Icelandic Nominalizations and Allosemy. Oxford University Press. DOI: 10.1093/oso/9780198865155.001.0001

Overview #

@cite{wood-2023} argues that Icelandic deverbal nominalizations are built on the structure [nP n [vP v √ROOT]] (a complex head, NOT a phrasal VoiceP), and that the ambiguity between CEN, SEN, and RN readings arises from allosemy of v and n — one syntactic terminal with multiple context-dependent meanings:

Key Claims Formalized #

  1. No Voice in nominalizations (Ch. 3, Ch. 5): The external argument is introduced by a Poss head (= i* from @cite{wood-marantz-2017}), NOT by Voice. Voice diagnostics in nominalizations really test for agentive semantics, which Poss can also provide.
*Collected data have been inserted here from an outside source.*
//! Outbox record model for the Transactional Outbox Pattern.

use chrono::{DateTime, Utc};
use serde::{Deserialize, Serialize};
use uuid::Uuid;

use crate::events::DomainEvent;

/// Delivery status of an outbox record.
///
/// `Pending → InFlight → Published` is the success path. A failed publish
/// returns the row to `Pending` (with a backoff) until the retry ceiling is
/// reached, at which point it becomes `Failed`. `Published` and `Failed`
/// are terminal; `Failed` rows are kept for operator inspection.
#[derive(Debug, Clone, Copy, PartialEq, Eq, Serialize, Deserialize)]
pub enum OutboxStatus {
    Pending,
    InFlight,
    Published,
    Failed,
}

impl OutboxStatus {
    pub fn as_str(&self) -> &'static str {
        match self {
            OutboxStatus::Pending => "PENDING",
            OutboxStatus::InFlight => "IN_FLIGHT",
            OutboxStatus::Published => "PUBLISHED",
            OutboxStatus::Failed => "FAILED",
        }
    }

    pub fn parse(s: &str) -> Option<Self> {
        match s {
            "PENDING" => Some(OutboxStatus::Pending),
            "IN_FLIGHT" => Some(OutboxStatus::InFlight),
            "PUBLISHED" => Some(OutboxStatus::Published),
            "FAILED" => Some(OutboxStatus::Failed),
            _ => None,
        }
    }
}

/// Error types for outbox operations
#[derive(Debug, thiserror::Error)]
pub enum OutboxError {
    #[error("Database error: {0}")]
    Database(String),

    #[error("Serialization error: {0}")]
    Serialization(#[from] serde_json::Error),

    #[error("Outbox record not found: {0}")]
    NotFound(Uuid),

    #[error("Infrastructure error: {message}")]
    InfrastructureError { message: String },
}

impl From<OutboxError> for crate::shared_kernel::DomainError {
    fn from(err: OutboxError) -> Self {
        crate::shared_kernel::DomainError::InfrastructureError {
            message: err.to_string(),
        }
    }
}

/// Kind of aggregate an outbox record belongs to
#[derive(Debug, Clone, Copy, PartialEq, Eq, Serialize, Deserialize)]
pub enum AggregateType {
    User,
    Candidate,
    Skill,
    Company,
}

impl AggregateType {
    pub fn as_str(&self) -> &'static str {
        match self {
            AggregateType::User => "USER",
            AggregateType::Candidate => "CANDIDATE",
            AggregateType::Skill => "SKILL",
            AggregateType::Company => "COMPANY",
        }
    }

    pub fn parse(s: &str) -> Option<Self> {
        match s {
            "USER" => Some(AggregateType::User),
            "CANDIDATE" => Some(AggregateType::Candidate),
            "SKILL" => Some(AggregateType::Skill),
            "COMPANY" => Some(AggregateType::Company),
            _ => None,
        }
    }
}

impl std::fmt::Display for AggregateType {
    fn fmt(&self, f: &mut std::fmt::Formatter<'_>) -> std::fmt::Result {
        write!(f, "{}", self.as_str())
    }
}

/// An outbox row ready to be inserted alongside the aggregate mutation it
/// describes.
///
/// `event_id` doubles as the downstream idempotency key. It is minted here,
/// before any transaction begins, so a retried transaction re-inserts the
/// same identifier instead of minting a duplicate.
#[derive(Debug, Clone)]
pub struct OutboxRecordInsert {
    pub event_id: Uuid,
    pub aggregate_id: Uuid,
    pub aggregate_type: AggregateType,
    pub event_type: String,
    pub payload: serde_json::Value,
}

impl OutboxRecordInsert {
    /// Build the insert for a buffered domain event.
    pub fn from_event(event: &DomainEvent) -> Result<Self, OutboxError> {
        let payload = serde_json::to_value(event)?;
        Ok(Self {
            event_id: Uuid::new_v4(),
            aggregate_id: event.aggregate_id(),
            aggregate_type: event.aggregate_kind(),
            event_type: event.event_type().to_string(),
            payload,
        })
    }

    /// Build inserts for every event in an aggregate's buffer, in order.
    pub fn from_events(events: &[DomainEvent]) -> Result<Vec<Self>, OutboxError> {
        events.iter().map(Self::from_event).collect()
    }
}

/// A view of an outbox record as stored.
#[derive(Debug, Clone, Serialize, Deserialize)]
pub struct OutboxRecordView {
    pub event_id: Uuid,
    pub aggregate_id: Uuid,
    pub aggregate_type: AggregateType,
    pub event_type: String,
    pub payload: serde_json::Value,
    pub status: OutboxStatus,
    pub retry_count: i32,
    pub last_error: Option<String>,
    pub created_at: DateTime<Utc>,
    pub published_at: Option<DateTime<Utc>>,
    pub next_attempt_at: DateTime<Utc>,
}

impl OutboxRecordView {
    pub fn is_pending(&self) -> bool {
        matches!(self.status, OutboxStatus::Pending)
    }

    pub fn is_published(&self) -> bool {
        matches!(self.status, OutboxStatus::Published)
    }

    pub fn is_terminal(&self) -> bool {
        matches!(self.status, OutboxStatus::Published | OutboxStatus::Failed)
    }

    pub fn age(&self) -> chrono::Duration {
        Utc::now().signed_duration_since(self.created_at)
    }
}

/// Per-status counts for monitoring.
#[derive(Debug, Clone)]
pub struct OutboxStats {
    pub pending_count: u64,
    pub in_flight_count: u64,
    pub published_count: u64,
    pub failed_count: u64,
    pub oldest_pending_age_seconds: Option<i64>,
}

impl OutboxStats {
    pub fn total(&self) -> u64 {
        self.pending_count + self.in_flight_count + self.published_count + self.failed_count
    }

    pub fn has_pending(&self) -> bool {
        self.pending_count > 0
    }
}

#[cfg(test)]
mod tests {
    use super::*;
    use crate::shared_kernel::SkillId;

    #[test]
    fn insert_from_event_carries_event_identity() {
        let skill_id = SkillId::new();
        let event = DomainEvent::SkillCreated {
            skill_id,
            name: "Kubernetes".to_string(),
            category: None,
            occurred_at: Utc::now(),
        };

        let insert = OutboxRecordInsert::from_event(&event).unwrap();
        assert_eq!(insert.aggregate_id, skill_id.0);
        assert_eq!(insert.aggregate_type, AggregateType::Skill);
        assert_eq!(insert.event_type, "SkillCreated");
        assert_eq!(insert.payload["SkillCreated"]["name"], "Kubernetes");
    }

    #[test]
    fn insert_batch_mints_distinct_event_ids() {
        let skill_id = SkillId::new();
        let events = vec![
            DomainEvent::SkillCreated {
                skill_id,
                name: "Go".to_string(),
                category: None,
                occurred_at: Utc::now(),
            },
            DomainEvent::SkillRenamed {
                skill_id,
                name: "Golang".to_string(),
                occurred_at: Utc::now(),
            },
        ];

        let inserts = OutboxRecordInsert::from_events(&events).unwrap();
        assert_eq!(inserts.len(), 2);
        assert_ne!(inserts[0].event_id, inserts[1].event_id);
    }

    #[test]
    fn status_round_trips_through_str() {
        for status in [
            OutboxStatus::Pending,
            OutboxStatus::InFlight,
            OutboxStatus::Published,
            OutboxStatus::Failed,
        ] {
            assert_eq!(OutboxStatus::parse(status.as_str()), Some(status));
        }
        assert_eq!(OutboxStatus::parse("DELETED"), None);
    }
}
  2. Borer's Generalization (Ch. 5 §5.1.5): CEN reading entails the existence of a morphologically related verb with the same meaning. This follows from the architecture: CEN requires v, and n cannot trigger root suppletion past v.

  3. P-prefixing patterns (Ch. 4): Three patterns of preposition-verb interaction in nominalizations, depending on whether P conditions root meaning.
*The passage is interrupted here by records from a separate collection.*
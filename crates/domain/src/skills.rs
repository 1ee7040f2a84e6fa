//! Skill catalog bounded context.

use async_trait::async_trait;
use chrono::{DateTime, Utc};
use serde::{Deserialize, Serialize};

use crate::events::DomainEvent;
use crate::outbox::OutboxRecordInsert;
use crate::shared_kernel::{
    require_max_len, require_non_empty, AggregateRoot, Result, SkillId,
};

const MAX_SKILL_NAME_LEN: usize = 80;
const MAX_CATEGORY_LEN: usize = 80;

/// A skill in the platform catalog, referenced by candidate profiles and
/// search filters.
#[derive(Debug, Clone, Serialize, Deserialize)]
pub struct Skill {
    pub id: SkillId,
    name: String,
    category: Option<String>,
    created_at: DateTime<Utc>,
    updated_at: DateTime<Utc>,
    #[serde(skip)]
    events: Vec<DomainEvent>,
}

impl Skill {
    pub fn create(name: String, category: Option<String>) -> Result<Self> {
        validate_name(&name)?;
        if let Some(ref c) = category {
            require_max_len("category", c, MAX_CATEGORY_LEN)?;
        }

        let now = Utc::now();
        let mut skill = Self {
            id: SkillId::new(),
            name,
            category,
            created_at: now,
            updated_at: now,
            events: Vec::new(),
        };
        skill.record(DomainEvent::SkillCreated {
            skill_id: skill.id,
            name: skill.name.clone(),
            category: skill.category.clone(),
            occurred_at: now,
        });
        Ok(skill)
    }

    pub fn from_parts(
        id: SkillId,
        name: String,
        category: Option<String>,
        created_at: DateTime<Utc>,
        updated_at: DateTime<Utc>,
    ) -> Self {
        Self {
            id,
            name,
            category,
            created_at,
            updated_at,
            events: Vec::new(),
        }
    }

    /// Rename the skill. Renaming to the current name is a no-op.
    pub fn rename(&mut self, name: String) -> Result<()> {
        validate_name(&name)?;
        if name == self.name {
            return Ok(());
        }

        self.name = name;
        self.updated_at = Utc::now();
        self.record(DomainEvent::SkillRenamed {
            skill_id: self.id,
            name: self.name.clone(),
            occurred_at: self.updated_at,
        });
        Ok(())
    }

    pub fn name(&self) -> &str {
        &self.name
    }

    pub fn category(&self) -> Option<&str> {
        self.category.as_deref()
    }

    pub fn created_at(&self) -> DateTime<Utc> {
        self.created_at
    }

    pub fn updated_at(&self) -> DateTime<Utc> {
        self.updated_at
    }
}

impl AggregateRoot for Skill {
    fn record(&mut self, event: DomainEvent) {
        self.events.push(event);
    }

    fn uncommitted_events(&self) -> &[DomainEvent] {
        &self.events
    }

    fn clear_events(&mut self) {
        self.events.clear();
    }
}

fn validate_name(name: &str) -> Result<()> {
    require_non_empty("name", name)?;
    require_max_len("name", name, MAX_SKILL_NAME_LEN)
}

/// Persistence port for the skill catalog.
#[async_trait]
pub trait SkillRepository: Send + Sync {
    async fn save_with_events(&self, skill: &Skill, events: &[OutboxRecordInsert]) -> Result<()>;

    async fn update_with_events(&self, skill: &Skill, events: &[OutboxRecordInsert])
        -> Result<()>;

    async fn find_by_id(&self, id: &SkillId) -> Result<Option<Skill>>;

    async fn find_by_name(&self, name: &str) -> Result<Option<Skill>>;

    /// Page of skills ordered by name, plus the total count.
    async fn find_all(&self, limit: usize, offset: usize) -> Result<(Vec<Skill>, usize)>;
}
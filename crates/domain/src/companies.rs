//! Company bounded context.

use async_trait::async_trait;
use chrono::{DateTime, Utc};
use serde::{Deserialize, Serialize};

use crate::events::DomainEvent;
use crate::outbox::OutboxRecordInsert;
use crate::shared_kernel::{
    require_max_len, require_non_empty, AggregateRoot, CompanyId, Result,
};

const MAX_COMPANY_NAME_LEN: usize = 160;
const MAX_WEBSITE_LEN: usize = 300;
const MAX_DESCRIPTION_LEN: usize = 2000;

/// A hiring company.
#[derive(Debug, Clone, Serialize, Deserialize)]
pub struct Company {
    pub id: CompanyId,
    name: String,
    website: Option<String>,
    description: Option<String>,
    active: bool,
    created_at: DateTime<Utc>,
    updated_at: DateTime<Utc>,
    #[serde(skip)]
    events: Vec<DomainEvent>,
}

impl Company {
    pub fn register(
        name: String,
        website: Option<String>,
        description: Option<String>,
    ) -> Result<Self> {
        validate_fields(&name, website.as_deref(), description.as_deref())?;

        let now = Utc::now();
        let mut company = Self {
            id: CompanyId::new(),
            name,
            website,
            description,
            active: true,
            created_at: now,
            updated_at: now,
            events: Vec::new(),
        };
        company.record(DomainEvent::CompanyRegistered {
            company_id: company.id,
            name: company.name.clone(),
            occurred_at: now,
        });
        Ok(company)
    }

    #[allow(clippy::too_many_arguments)]
    pub fn from_parts(
        id: CompanyId,
        name: String,
        website: Option<String>,
        description: Option<String>,
        active: bool,
        created_at: DateTime<Utc>,
        updated_at: DateTime<Utc>,
    ) -> Self {
        Self {
            id,
            name,
            website,
            description,
            active,
            created_at,
            updated_at,
            events: Vec::new(),
        }
    }

    /// Update company details. Identical values across every provided field
    /// make the call a no-op.
    pub fn update_details(
        &mut self,
        name: Option<String>,
        website: Option<Option<String>>,
        description: Option<Option<String>>,
    ) -> Result<()> {
        let new_name = name.unwrap_or_else(|| self.name.clone());
        let new_website = website.unwrap_or_else(|| self.website.clone());
        let new_description = description.unwrap_or_else(|| self.description.clone());
        validate_fields(&new_name, new_website.as_deref(), new_description.as_deref())?;

        if new_name == self.name
            && new_website == self.website
            && new_description == self.description
        {
            return Ok(());
        }

        self.name = new_name;
        self.website = new_website;
        self.description = new_description;
        self.updated_at = Utc::now();
        self.record(DomainEvent::CompanyUpdated {
            company_id: self.id,
            name: self.name.clone(),
            occurred_at: self.updated_at,
        });
        Ok(())
    }

    /// Deactivate the company. Re-deactivating is a no-op.
    pub fn deactivate(&mut self) {
        if !self.active {
            return;
        }
        self.active = false;
        self.updated_at = Utc::now();
        self.record(DomainEvent::CompanyDeactivated {
            company_id: self.id,
            occurred_at: self.updated_at,
        });
    }

    pub fn name(&self) -> &str {
        &self.name
    }

    pub fn website(&self) -> Option<&str> {
        self.website.as_deref()
    }

    pub fn description(&self) -> Option<&str> {
        self.description.as_deref()
    }

    pub fn is_active(&self) -> bool {
        self.active
    }

    pub fn created_at(&self) -> DateTime<Utc> {
        self.created_at
    }

    pub fn updated_at(&self) -> DateTime<Utc> {
        self.updated_at
    }
}

impl AggregateRoot for Company {
    fn record(&mut self, event: DomainEvent) {
        self.events.push(event);
    }

    fn uncommitted_events(&self) -> &[DomainEvent] {
        &self.events
    }

    fn clear_events(&mut self) {
        self.events.clear();
    }
}

fn validate_fields(name: &str, website: Option<&str>, description: Option<&str>) -> Result<()> {
    require_non_empty("name", name)?;
    require_max_len("name", name, MAX_COMPANY_NAME_LEN)?;
    if let Some(w) = website {
        require_max_len("website", w, MAX_WEBSITE_LEN)?;
    }
    if let Some(d) = description {
        require_max_len("description", d, MAX_DESCRIPTION_LEN)?;
    }
    Ok(())
}

/// Persistence port for companies.
#[async_trait]
pub trait CompanyRepository: Send + Sync {
    async fn save_with_events(
        &self,
        company: &Company,
        events: &[OutboxRecordInsert],
    ) -> Result<()>;

    async fn update_with_events(
        &self,
        company: &Company,
        events: &[OutboxRecordInsert],
    ) -> Result<()>;

    async fn find_by_id(&self, id: &CompanyId) -> Result<Option<Company>>;
}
  4. marg- and endur- diagnostics (Ch. 6): Iterative marg- 'many-' is only compatible with CEN; repetitive endur- 're-' is compatible with CEN, SEN, and result/product RN, but not simple entity RN.
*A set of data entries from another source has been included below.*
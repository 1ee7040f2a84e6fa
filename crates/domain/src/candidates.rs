//! Candidate bounded context: profiles and the skills attached to them.

use async_trait::async_trait;
use chrono::{DateTime, Utc};
use serde::{Deserialize, Serialize};

use crate::events::DomainEvent;
use crate::outbox::OutboxRecordInsert;
use crate::shared_kernel::{
    require_max_len, require_non_empty, AggregateRoot, DomainError, ExperienceLevel, Proficiency,
    ProfileId, Result, SkillId, UserId,
};

const MAX_HEADLINE_LEN: usize = 160;
const MAX_SUMMARY_LEN: usize = 4000;
const MAX_NOTE_LEN: usize = 500;
const MAX_YEARS_EXPERIENCE: u32 = 80;

/// One skill on a candidate profile. At most one entry exists per
/// (profile, skill) pair.
#[derive(Debug, Clone, PartialEq, Serialize, Deserialize)]
pub struct CandidateSkill {
    pub skill_id: SkillId,
    pub proficiency: Proficiency,
    pub years_experience: u32,
    pub note: Option<String>,
}

/// A candidate's profile: headline, experience label and skill list.
#[derive(Debug, Clone, Serialize, Deserialize)]
pub struct CandidateProfile {
    pub id: ProfileId,
    user_id: UserId,
    headline: String,
    summary: Option<String>,
    experience_level: ExperienceLevel,
    skills: Vec<CandidateSkill>,
    active: bool,
    created_at: DateTime<Utc>,
    updated_at: DateTime<Utc>,
    #[serde(skip)]
    events: Vec<DomainEvent>,
}

impl CandidateProfile {
    pub fn create(
        user_id: UserId,
        headline: String,
        summary: Option<String>,
        experience_level: ExperienceLevel,
    ) -> Result<Self> {
        validate_headline(&headline)?;
        if let Some(ref s) = summary {
            require_max_len("summary", s, MAX_SUMMARY_LEN)?;
        }

        let now = Utc::now();
        let mut profile = Self {
            id: ProfileId::new(),
            user_id,
            headline,
            summary,
            experience_level,
            skills: Vec::new(),
            active: true,
            created_at: now,
            updated_at: now,
            events: Vec::new(),
        };
        profile.record(DomainEvent::CandidateProfileCreated {
            profile_id: profile.id,
            user_id,
            headline: profile.headline.clone(),
            experience_level,
            occurred_at: now,
        });
        Ok(profile)
    }

    /// Rebuild a profile from stored fields. The event buffer starts empty.
    #[allow(clippy::too_many_arguments)]
    pub fn from_parts(
        id: ProfileId,
        user_id: UserId,
        headline: String,
        summary: Option<String>,
        experience_level: ExperienceLevel,
        skills: Vec<CandidateSkill>,
        active: bool,
        created_at: DateTime<Utc>,
        updated_at: DateTime<Utc>,
    ) -> Self {
        Self {
            id,
            user_id,
            headline,
            summary,
            experience_level,
            skills,
            active,
            created_at,
            updated_at,
            events: Vec::new(),
        }
    }

    /// Update headline, summary and/or experience label. Identical values
    /// across every provided field make the call a no-op.
    pub fn update_details(
        &mut self,
        headline: Option<String>,
        summary: Option<Option<String>>,
        experience_level: Option<ExperienceLevel>,
    ) -> Result<()> {
        let new_headline = match headline {
            Some(h) => {
                validate_headline(&h)?;
                h
            }
            None => self.headline.clone(),
        };
        let new_summary = match summary {
            Some(s) => {
                if let Some(ref text) = s {
                    require_max_len("summary", text, MAX_SUMMARY_LEN)?;
                }
                s
            }
            None => self.summary.clone(),
        };
        let new_level = experience_level.unwrap_or(self.experience_level);

        if new_headline == self.headline
            && new_summary == self.summary
            && new_level == self.experience_level
        {
            return Ok(());
        }

        self.headline = new_headline;
        self.summary = new_summary;
        self.experience_level = new_level;
        self.updated_at = Utc::now();
        self.record(DomainEvent::CandidateProfileUpdated {
            profile_id: self.id,
            headline: self.headline.clone(),
            experience_level: self.experience_level,
            occurred_at: self.updated_at,
        });
        Ok(())
    }

    /// Attach a skill. A second entry for the same skill is rejected.
    pub fn add_skill(
        &mut self,
        skill_id: SkillId,
        proficiency: Proficiency,
        years_experience: u32,
        note: Option<String>,
    ) -> Result<()> {
        if self.skills.iter().any(|s| s.skill_id == skill_id) {
            return Err(DomainError::DuplicateSkill {
                profile_id: self.id,
                skill_id,
            });
        }
        validate_years(years_experience)?;
        if let Some(ref n) = note {
            require_max_len("note", n, MAX_NOTE_LEN)?;
        }

        self.skills.push(CandidateSkill {
            skill_id,
            proficiency,
            years_experience,
            note,
        });
        self.updated_at = Utc::now();
        self.record(DomainEvent::CandidateSkillAdded {
            profile_id: self.id,
            skill_id,
            proficiency,
            years_experience,
            occurred_at: self.updated_at,
        });
        Ok(())
    }

    /// Update an existing skill entry. Identical values make the call a
    /// no-op; an unknown skill is an error.
    pub fn update_skill(
        &mut self,
        skill_id: SkillId,
        proficiency: Proficiency,
        years_experience: u32,
        note: Option<String>,
    ) -> Result<()> {
        validate_years(years_experience)?;
        if let Some(ref n) = note {
            require_max_len("note", n, MAX_NOTE_LEN)?;
        }

        let profile_id = self.id;
        let entry = self
            .skills
            .iter_mut()
            .find(|s| s.skill_id == skill_id)
            .ok_or(DomainError::SkillNotOnProfile {
                profile_id,
                skill_id,
            })?;

        if entry.proficiency == proficiency
            && entry.years_experience == years_experience
            && entry.note == note
        {
            return Ok(());
        }

        entry.proficiency = proficiency;
        entry.years_experience = years_experience;
        entry.note = note;
        self.updated_at = Utc::now();
        self.record(DomainEvent::CandidateSkillUpdated {
            profile_id: self.id,
            skill_id,
            proficiency,
            years_experience,
            occurred_at: self.updated_at,
        });
        Ok(())
    }

    /// Detach a skill. Removing a skill that is not listed is an error.
    pub fn remove_skill(&mut self, skill_id: SkillId) -> Result<()> {
        let before = self.skills.len();
        self.skills.retain(|s| s.skill_id != skill_id);
        if self.skills.len() == before {
            return Err(DomainError::SkillNotOnProfile {
                profile_id: self.id,
                skill_id,
            });
        }

        self.updated_at = Utc::now();
        self.record(DomainEvent::CandidateSkillRemoved {
            profile_id: self.id,
            skill_id,
            occurred_at: self.updated_at,
        });
        Ok(())
    }

    /// Deactivate the profile, hiding it from search. Re-deactivating is a
    /// no-op.
    pub fn deactivate(&mut self) {
        if !self.active {
            return;
        }
        self.active = false;
        self.updated_at = Utc::now();
        self.record(DomainEvent::CandidateProfileDeactivated {
            profile_id: self.id,
            occurred_at: self.updated_at,
        });
    }

    pub fn user_id(&self) -> UserId {
        self.user_id
    }

    pub fn headline(&self) -> &str {
        &self.headline
    }

    pub fn summary(&self) -> Option<&str> {
        self.summary.as_deref()
    }

    pub fn experience_level(&self) -> ExperienceLevel {
        self.experience_level
    }

    /// Read-only view of the skill list. Callers cannot mutate the
    /// aggregate's state through it.
    pub fn skills(&self) -> &[CandidateSkill] {
        &self.skills
    }

    pub fn is_active(&self) -> bool {
        self.active
    }

    pub fn created_at(&self) -> DateTime<Utc> {
        self.created_at
    }

    pub fn updated_at(&self) -> DateTime<Utc> {
        self.updated_at
    }
}

impl AggregateRoot for CandidateProfile {
    fn record(&mut self, event: DomainEvent) {
        self.events.push(event);
    }

    fn uncommitted_events(&self) -> &[DomainEvent] {
        &self.events
    }

    fn clear_events(&mut self) {
        self.events.clear();
    }
}

fn validate_headline(headline: &str) -> Result<()> {
    require_non_empty("headline", headline)?;
    require_max_len("headline", headline, MAX_HEADLINE_LEN)
}

fn validate_years(years: u32) -> Result<()> {
    if years > MAX_YEARS_EXPERIENCE {
        return Err(DomainError::validation(
            "years_experience",
            format!("must be at most {MAX_YEARS_EXPERIENCE}"),
        ));
    }
    Ok(())
}

/// Persistence port for candidate profiles, including the candidate_skills
/// rows. Save/update are atomic with the given outbox rows.
#[async_trait]
pub trait CandidateProfileRepository: Send + Sync {
    async fn save_with_events(
        &self,
        profile: &CandidateProfile,
        events: &[OutboxRecordInsert],
    ) -> Result<()>;

    async fn update_with_events(
        &self,
        profile: &CandidateProfile,
        events: &[OutboxRecordInsert],
    ) -> Result<()>;

    async fn find_by_id(&self, id: &ProfileId) -> Result<Option<CandidateProfile>>;

    async fn find_by_user_id(&self, user_id: &UserId) -> Result<Option<CandidateProfile>>;
}

#[cfg(test)]
mod tests {
    use super::*;

    fn profile() -> CandidateProfile {
        let mut profile = CandidateProfile::create(
            UserId::new(),
            "Backend engineer".to_string(),
            None,
            ExperienceLevel::Senior,
        )
        .unwrap();
        profile.clear_events();
        profile
    }

    #[test]
    fn create_buffers_exactly_one_event() {
        let profile = CandidateProfile::create(
            UserId::new(),
            "Backend engineer".to_string(),
            Some("Ten years of distributed systems.".to_string()),
            ExperienceLevel::Senior,
        )
        .unwrap();

        assert_eq!(profile.uncommitted_events().len(), 1);
        assert!(matches!(
            profile.uncommitted_events()[0],
            DomainEvent::CandidateProfileCreated { .. }
        ));
    }

    #[test]
    fn add_skill_buffers_one_event_per_skill() {
        let mut profile = profile();
        profile
            .add_skill(SkillId::new(), Proficiency::Advanced, 5, None)
            .unwrap();
        profile
            .add_skill(SkillId::new(), Proficiency::Beginner, 1, None)
            .unwrap();

        assert_eq!(profile.uncommitted_events().len(), 2);
        assert_eq!(profile.skills().len(), 2);
    }

    #[test]
    fn duplicate_skill_is_rejected_without_event() {
        let mut profile = profile();
        let skill_id = SkillId::new();
        profile
            .add_skill(skill_id, Proficiency::Advanced, 5, None)
            .unwrap();

        let result = profile.add_skill(skill_id, Proficiency::Expert, 7, None);

        assert!(matches!(result, Err(DomainError::DuplicateSkill { .. })));
        assert_eq!(profile.uncommitted_events().len(), 1);
        assert_eq!(profile.skills().len(), 1);
    }

    #[test]
    fn update_skill_with_identical_values_is_a_noop() {
        let mut profile = profile();
        let skill_id = SkillId::new();
        profile
            .add_skill(skill_id, Proficiency::Advanced, 5, Some("prod".to_string()))
            .unwrap();
        profile.clear_events();
        let before = profile.updated_at();

        profile
            .update_skill(skill_id, Proficiency::Advanced, 5, Some("prod".to_string()))
            .unwrap();

        assert!(profile.uncommitted_events().is_empty());
        assert_eq!(profile.updated_at(), before);
    }

    #[test]
    fn update_unknown_skill_is_an_error() {
        let mut profile = profile();
        let result = profile.update_skill(SkillId::new(), Proficiency::Expert, 3, None);
        assert!(matches!(result, Err(DomainError::SkillNotOnProfile { .. })));
        assert!(profile.uncommitted_events().is_empty());
    }

    #[test]
    fn remove_skill_buffers_one_event() {
        let mut profile = profile();
        let skill_id = SkillId::new();
        profile
            .add_skill(skill_id, Proficiency::Intermediate, 2, None)
            .unwrap();
        profile.clear_events();

        profile.remove_skill(skill_id).unwrap();

        assert_eq!(profile.uncommitted_events().len(), 1);
        assert!(profile.skills().is_empty());
    }

    #[test]
    fn deactivate_twice_buffers_one_event() {
        let mut profile = profile();
        profile.deactivate();
        profile.deactivate();
        assert_eq!(profile.uncommitted_events().len(), 1);
    }

    #[test]
    fn excessive_years_are_rejected() {
        let mut profile = profile();
        let result = profile.add_skill(SkillId::new(), Proficiency::Expert, 81, None);
        assert!(result.is_err());
        assert!(profile.uncommitted_events().is_empty());
    }
}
  5. -vaeða verbs always compositional (Ch. 6 §6.5): Because -vaeða is a compound (√VAEÐA adjoins to v), the root cannot interact idiosyncratically with n past v. Therefore -vaeðing nominals never have idiosyncratic RN readings.

Wood's reading derivation: v and n alloseme combinations.

@cite{wood-2023} Ch. 5 (5.4a–e):

  • v eventive + n zero → CEN (noun = verb meaning)
  • v zero + n simpleEvent → SEN (event-entity reading)
  • v zero + n entity → simple entity (entity reading)
  • v eventive + n result → result/product (entity from event)

Whether a nominalization has Voice (it doesn't, per @cite{wood-2023}).

@cite{wood-2023} Ch. 5 §5.1.3: "I will assume, as discussed in Chapter 3, that there is in fact no Voice head in the structure." The external argument is introduced by Poss (= i*), not Voice.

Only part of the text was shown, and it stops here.